= Beginning of Section =

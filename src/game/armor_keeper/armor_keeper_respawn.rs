use bevy::prelude::{Entity, EventReader, Query, Res, ResMut, World};
use log::{debug, warn};

use crate::game::{
    armor_keeper::{ArmorKeeperConfig, CharacterGear, EquippedGearSnapshot, GearRetention},
    components::{CharacterInfo, Dead, Equipment, Inventory},
    events::RespawnEvent,
    resources::TaskScheduler,
};

pub fn armor_keeper_respawn_system(
    config: Res<ArmorKeeperConfig>,
    mut gear_retention: ResMut<GearRetention>,
    mut task_scheduler: ResMut<TaskScheduler>,
    mut respawn_events: EventReader<RespawnEvent>,
    query: Query<&CharacterInfo>,
) {
    for event in respawn_events.iter() {
        let Ok(character_info) = query.get(event.entity) else {
            continue;
        };

        let Some(snapshot) = gear_retention.handle_respawn(character_info.unique_id) else {
            continue;
        };

        // The host applies its respawn loadout after every listener has run,
        // so the gear can only be handed back on a later tick.
        let entity = event.entity;
        task_scheduler.run_task_later(config.restore_delay(), move |world: &mut World| {
            restore_gear(world, entity, snapshot)
        });
    }
}

fn restore_gear(world: &mut World, entity: Entity, snapshot: EquippedGearSnapshot) {
    // Died again before the gear came back, wait for the next revive
    if world.get::<Dead>(entity).is_some() {
        world
            .resource_mut::<TaskScheduler>()
            .run_task(move |world: &mut World| restore_gear(world, entity, snapshot));
        return;
    }

    let mut query = world.query::<(&CharacterInfo, &mut Equipment, &mut Inventory)>();
    let Ok((character_info, mut equipment, mut inventory)) = query.get_mut(world, entity) else {
        warn!(
            "Discarding {} kept items for entity {:?} which no longer exists",
            snapshot.iter_items().count(),
            entity
        );
        return;
    };

    let outcome = snapshot.restore(&mut CharacterGear::new(&mut equipment, &mut inventory));
    debug!(
        "Returned kept gear to {}: {} equipped, {} moved to inventory",
        character_info.name, outcome.equipped, outcome.to_inventory
    );
}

= End of Section =

Assignment
Write the whole listing out again. Keep every line exactly as it is.

Finished task
filename src/game/armor_keeper/armor_keeper_respawn.rs
use bevy::prelude::{Entity, EventReader, Query, Res, ResMut, World};
use log::{debug, warn};

use crate::game::{
    armor_keeper::{ArmorKeeperConfig, CharacterGear, EquippedGearSnapshot, GearRetention},
    components::{CharacterInfo, Dead, Equipment, Inventory},
    events::RespawnEvent,
    resources::TaskScheduler,
};

pub fn armor_keeper_respawn_system(
    config: Res<ArmorKeeperConfig>,
    mut gear_retention: ResMut<GearRetention>,
    mut task_scheduler: ResMut<TaskScheduler>,
    mut respawn_events: EventReader<RespawnEvent>,
    query: Query<&CharacterInfo>,
) {
    for event in respawn_events.iter() {
        let Ok(character_info) = query.get(event.entity) else {
            continue;
        };

        let Some(snapshot) = gear_retention.handle_respawn(character_info.unique_id) else {
            continue;
        };

        // The host applies its respawn loadout after every listener has run,
        // so the gear can only be handed back on a later tick.
        let entity = event.entity;
        task_scheduler.run_task_later(config.restore_delay(), move |world: &mut World| {
            restore_gear(world, entity, snapshot)
        });
    }
}

fn restore_gear(world: &mut World, entity: Entity, snapshot: EquippedGearSnapshot) {
    // Died again before the gear came back, wait for the next revive
    if world.get::<Dead>(entity).is_some() {
        world
            .resource_mut::<TaskScheduler>()
            .run_task(move |world: &mut World| restore_gear(world, entity, snapshot));
        return;
    }

    let mut query = world.query::<(&CharacterInfo, &mut Equipment, &mut Inventory)>();
    let Ok((character_info, mut equipment, mut inventory)) = query.get_mut(world, entity) else {
        warn!(
            "Discarding {} kept items for entity {:?} which no longer exists",
            snapshot.iter_items().count(),
            entity
        );
        return;
    };

    let outcome = snapshot.restore(&mut CharacterGear::new(&mut equipment, &mut inventory));
    debug!(
        "Returned kept gear to {}: {} equipped, {} moved to inventory",
        character_info.name, outcome.equipped, outcome.to_inventory
    );
}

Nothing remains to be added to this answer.